A group of divers from a nonprofit organization called Badewanne, came across the vessel recently, almost by accident.
The fluyt was 280 feet below surface, but it is in such good shape, so undamaged, that experts from the group are not even certain why the boat sank.
Preliminary investigations have left them wondering if, perhaps, the boat’s rigging froze and stopped functioning, or maybe it capsized during a bad storm, or perhaps the boat may have been leaking from a piece of broken equipment and it took on more water than the few crew members could deal with.
“We really don’t know,” confirmed Jouni Polkko, one of the diving team’s members in an interview with the Sun newspaper.
No matter what the reason was for its sinking, experts agree that this is one of the few remaining ships of its kind anywhere in the world.
Flutys were constructed to allow them to carry as much cargo as possible, yet run with relatively few crew members. Consequently, assuming something went wrong that required a lot of team work for the boat to survive, it just didn’t have the manpower to make that happen.
Sitting at such cold depths helped preserve the boat, as it prevents wood from breaking down quickly.
Furthermore, the little sea organisms that might normally feed on wood can’t survive at those depths and temperatures, so they were not a factor either.
No word yet on whether the vessel will be brought to land, restored and put on display, perhaps in a marine museum.
During its heyday, the Dutch Empire infiltrated continents all over the globe, from America to Asia to Africa. But it was up against the British, who were also conquering vast parts of the world, and the Dutch Empire went into decline after peaking in 1688, according to historians.
Today, of course, both England’s colonization practises and Holland’s are viewed through a different lens, as the consequences of colonization are recognized for causing great harm to Indigenous peoples in many countries.
Still, the ship found off the coast of Finland is historically important, and should be retrieved and preserved for future generations to view and learn from.

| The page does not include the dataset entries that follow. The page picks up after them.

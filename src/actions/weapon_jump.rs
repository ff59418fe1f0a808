//! Weapon jumps: using self-damage knockback to reach places the router
//! has no ordinary route to. Three stages, each its own action: schedule
//! (decide and aim), trigger (fire at the ground while jumping) and
//! correct (cheat the resulting velocity toward the target).

use cgmath::{InnerSpace, Vector3};

use crate::actions::ActionKind;
use crate::math;
use crate::plan::PlanEnv;
use crate::world::{clip_mask, PhysicsWorld};

/// Minimum height gap that justifies burning health on a weapon jump.
const MIN_HEIGHT_GAP: f32 = 128.0;

/// Estimated knockback speed of a point-blank self-hit.
const KNOCKBACK_SPEED: f32 = 700.0;

/// cos of the max aim error before firing.
const AIM_COSINE: f32 = 0.996;

pub(super) fn plan_schedule<W: PhysicsWorld>(env: &mut PlanEnv<W>) {
    let target = match env.bot.nav_target {
        Some(target) => target,
        None => {
            env.cx.cannot_apply(Some(ActionKind::Default));
            return;
        }
    };
    let state = env.cx.sim_state.clone();

    let applicable = state.has_ground()
        && !env.cx.movement_state.weapon_jump.is_active()
        && target.origin.z - state.origin.z > MIN_HEIGHT_GAP
        && env
            .world
            .route(state.routing_start_areas().as_slice(), target.area)
            .is_none();
    if !applicable {
        env.cx.cannot_apply(Some(ActionKind::Default));
        return;
    }

    // Fire target: the floor right below
    let below = state.origin - Vector3::new(0.0, 0.0, 80.0);
    let trace = env
        .world
        .trace_box(state.origin, below, state.mins, state.maxs, clip_mask::SOLID);
    if trace.is_empty() {
        env.cx.cannot_apply(Some(ActionKind::Default));
        return;
    }

    env.cx.movement_state.weapon_jump.activate(
        state.origin,
        target.origin,
        trace.end - Vector3::new(0.0, 0.0, state.maxs.z),
        env.bot.weapon_jump_weapon,
    );
    env.cx.cannot_apply(Some(ActionKind::TriggerWeaponJump));
}

pub(super) fn plan_trigger<W: PhysicsWorld>(env: &mut PlanEnv<W>) {
    if !env.cx.movement_state.weapon_jump.has_pending_weapon_jump {
        env.cx.cannot_apply(None);
        return;
    }
    let state = env.cx.sim_state.clone();
    let fire_target = env.cx.movement_state.weapon_jump.fire_target();
    let weapon = env.cx.movement_state.weapon_jump.weapon;

    let to_fire = match math::try_normalize(fire_target - state.origin) {
        Some(dir) => dir,
        None => Vector3::new(0.0, 0.0, -1.0),
    };

    let input = &mut env.cx.record.input;
    input.clear();
    input.is_ucmd_set = true;
    input.can_override_look_vec = false;
    input.can_override_pitch = false;
    input.turn_speed_multiplier = 2.0;
    input.set_intended_look_dir(to_fire, true);
    env.cx.record.pending_weapon = Some(weapon);

    // Keep turning until the aim is good enough to fire
    if state.forward_dir().dot(to_fire) < AIM_COSINE {
        return;
    }

    let input = &mut env.cx.record.input;
    input.up_move = 1;
    input.attack = true;

    // The integrator knows nothing about the rocket; inject the knockback
    let jump_target = env.cx.movement_state.weapon_jump.jump_target();
    let mut velocity = state.velocity;
    velocity.z = velocity.z.max(0.0) + KNOCKBACK_SPEED;
    if let Some(dir) = math::try_normalize_2d(jump_target - state.origin) {
        velocity.x += dir.x * 0.3 * KNOCKBACK_SPEED;
        velocity.y += dir.y * 0.3 * KNOCKBACK_SPEED;
    }
    env.cx.record.set_modified_velocity(velocity);

    env.cx.movement_state.weapon_jump.has_pending_weapon_jump = false;
    env.cx.movement_state.weapon_jump.has_triggered_weapon_jump = true;
}

pub(super) fn plan_correct<W: PhysicsWorld>(env: &mut PlanEnv<W>) {
    if !env.cx.movement_state.weapon_jump.has_triggered_weapon_jump {
        env.cx.cannot_apply(None);
        return;
    }
    let state = env.cx.sim_state.clone();
    if state.has_ground() {
        // Never got airborne: the knockback estimate was wrong
        env.cx.movement_state.weapon_jump.deactivate();
        env.cx.set_pending_rollback();
        return;
    }

    let jump_target = env.cx.movement_state.weapon_jump.jump_target();
    env.cx.cheating_correct_velocity(jump_target, 0.8);

    env.cx.movement_state.weapon_jump.has_triggered_weapon_jump = false;
    env.cx.movement_state.weapon_jump.has_corrected_weapon_jump = true;
    env.cx
        .movement_state
        .fly_until_landing
        .activate_with_distance_threshold(jump_target, 72.0);

    let input = &mut env.cx.record.input;
    input.clear();
    input.is_ucmd_set = true;
    input.can_override_look_vec = false;
    match math::try_normalize(jump_target - state.origin) {
        Some(dir) => input.set_intended_look_dir(dir, true),
        None => {
            input.set_already_computed_angles(state.pitch, state.yaw);
            input.is_look_dir_set = true;
        }
    }
}

pub(super) fn check_jump<W: PhysicsWorld>(
    kind: ActionKind,
    env: &mut PlanEnv<W>,
    _frame_index: usize,
) {
    // The flight actions take over once the correction stage has run; a
    // trigger step that somehow lost its state fails the sequence
    if matches!(kind, ActionKind::TriggerWeaponJump)
        && !env.cx.movement_state.weapon_jump.is_active()
    {
        env.cx.set_pending_rollback();
    }
}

The divers were, in fact, looking for shipwrecks from both world wars when they “stumbled” upon the Dutch merchant ship. The Baltic has been, historians note, a vital part of trading routes ever since the 13th century.

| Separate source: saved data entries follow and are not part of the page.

//! Selection of jumpable spots: candidate points the agent could reach
//! with a single jump (or an externally applied knockback), verified by
//! the trajectory predictor. Candidates are scored once, kept in a binary
//! heap and tested best-first; the first candidate whose simulated flight
//! lands cleanly wins.

use std::cmp::Ordering;
use std::collections::BinaryHeap;

use cgmath::Vector3;
use log::trace;

use crate::math;
use crate::physics::EntityState;
use crate::trajectory::{stop_event, Results, TrajectoryPredictor};
use crate::world::{area_contents, AreaNum, PhysicsWorld};

/// A scored candidate spot. The heap orders by score, largest first.
#[derive(Clone, Copy, Debug)]
pub struct SpotAndScore {
    pub origin: Vector3<f32>,
    pub score: f32,
    pub area: AreaNum,
}

impl PartialEq for SpotAndScore {
    fn eq(&self, other: &Self) -> bool {
        self.score == other.score
    }
}

impl Eq for SpotAndScore {}

impl PartialOrd for SpotAndScore {
    fn partial_cmp(&self, other: &Self) -> Option<Ordering> {
        Some(self.cmp(other))
    }
}

impl Ord for SpotAndScore {
    fn cmp(&self, other: &Self) -> Ordering {
        self.score.total_cmp(&other.score)
    }
}

/// How the flight toward a spot starts.
#[derive(Clone, Copy, Debug)]
pub enum JumpImpulse {
    /// Run at the spot and jump: horizontal run speed plus vertical jump
    /// speed.
    RunAndJump { run_speed: f32, jump_speed: f32 },
    /// A fixed initial velocity (jump pad or weapon knockback).
    Knockback(Vector3<f32>),
}

/// Where candidate spots come from.
#[derive(Clone, Copy, Debug)]
pub enum CandidateSource {
    Box {
        mins: Vector3<f32>,
        maxs: Vector3<f32>,
    },
    FloorCluster(u32),
}

/// An accepted spot and the predicted flight to it.
#[derive(Clone, Copy, Debug)]
pub struct JumpableSpot {
    pub origin: Vector3<f32>,
    pub area: AreaNum,
    pub flight_millis: u32,
}

/// Landing must end up within this 2D distance of the candidate.
const LANDING_TOLERANCE: f32 = 48.0;

/// The detector with its reusable scratch buffers.
pub struct JumpSpotsDetector {
    predictor: TrajectoryPredictor,
    areas_buf: Vec<AreaNum>,
    heap: BinaryHeap<SpotAndScore>,
}

impl Default for JumpSpotsDetector {
    fn default() -> Self {
        Self::new()
    }
}

impl JumpSpotsDetector {
    pub fn new() -> Self {
        Self {
            predictor: TrajectoryPredictor::new(),
            areas_buf: Vec::new(),
            heap: BinaryHeap::new(),
        }
    }

    /// Find the best reachable spot. `prefer_near` biases scoring toward a
    /// point of interest (usually the nav target); otherwise higher and
    /// closer spots score better.
    pub fn find_jumpable_spot<W: PhysicsWorld>(
        &mut self,
        world: &W,
        state: &EntityState,
        impulse: JumpImpulse,
        source: CandidateSource,
        prefer_near: Option<Vector3<f32>>,
    ) -> Option<JumpableSpot> {
        self.collect_candidates(world, state, source, prefer_near);
        trace!("testing {} jumpable spot candidates", self.heap.len());

        // Candidates come off the heap already best-first; the first one
        // that survives the flight test is the answer
        while let Some(candidate) = self.heap.pop() {
            if let Some(spot) = self.test_candidate(world, state, impulse, &candidate) {
                self.heap.clear();
                return Some(spot);
            }
        }
        None
    }

    fn collect_candidates<W: PhysicsWorld>(
        &mut self,
        world: &W,
        state: &EntityState,
        source: CandidateSource,
        prefer_near: Option<Vector3<f32>>,
    ) {
        self.areas_buf.clear();
        self.heap.clear();
        match source {
            CandidateSource::Box { mins, maxs } => {
                world.areas_in_box(mins, maxs, &mut self.areas_buf)
            }
            CandidateSource::FloorCluster(cluster) => {
                world.floor_cluster_areas(cluster, &mut self.areas_buf)
            }
        }

        for &num in &self.areas_buf {
            let area = world.area(num);
            if !area.is_grounded() {
                continue;
            }
            if area.contents
                & (area_contents::LAVA | area_contents::SLIME | area_contents::DO_NOT_ENTER)
                != 0
            {
                continue;
            }
            let spot = Vector3::new(area.center.x, area.center.y, area.mins.z - state.mins.z);
            if num == state.curr_area || math::distance_2d(spot, state.origin) < 24.0 {
                continue;
            }
            let score = match prefer_near {
                Some(point) => -math::distance(spot, point),
                None => (spot.z - state.origin.z) - 0.2 * math::distance_2d(spot, state.origin),
            };
            self.heap.push(SpotAndScore {
                origin: spot,
                score,
                area: num,
            });
        }
    }

    fn test_candidate<W: PhysicsWorld>(
        &mut self,
        world: &W,
        state: &EntityState,
        impulse: JumpImpulse,
        candidate: &SpotAndScore,
    ) -> Option<JumpableSpot> {
        let velocity = match impulse {
            JumpImpulse::RunAndJump {
                run_speed,
                jump_speed,
            } => {
                let dir = math::try_normalize_2d(candidate.origin - state.origin)?;
                Vector3::new(dir.x * run_speed, dir.y * run_speed, jump_speed)
            }
            JumpImpulse::Knockback(velocity) => velocity,
        };

        self.predictor = TrajectoryPredictor::new();
        self.predictor
            .set_step_millis(64)
            .set_num_steps(24)
            .set_gravity(world.gravity())
            .set_collider_bounds(state.mins, state.maxs)
            .add_stop_event_flags(stop_event::HIT_SOLID)
            .set_enter_area_props(
                0,
                area_contents::LAVA | area_contents::SLIME | area_contents::DO_NOT_ENTER,
            );

        let mut results = Results::default();
        let events = self
            .predictor
            .run(world, state.origin, velocity, &mut results);

        if events != stop_event::HIT_SOLID {
            return None;
        }
        let trace = results.trace.as_ref()?;
        if !trace.hit_walkable_plane() {
            return None;
        }
        if math::distance_2d(results.origin, candidate.origin) > LANDING_TOLERANCE {
            return None;
        }
        if (results.origin.z - candidate.origin.z).abs() > 40.0 {
            return None;
        }
        Some(JumpableSpot {
            origin: candidate.origin,
            area: candidate.area,
            flight_millis: results.millis_ahead,
        })
    }
}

It offers three vital facets to the conservation of shipwrecks – cold temperatures, darkness, and lower levels of salt in the sea – and so many wrecks found there are unusually well preserved, and this recent discovery is no exception.
The Badewanne team specializes in making documentaries about the war vessels they find on dives, although this ship may, indeed, make its way into an upcoming video about the dive.
The group has added to its focus recently, exploring the negative effects shipwrecks have on marine life and oceans.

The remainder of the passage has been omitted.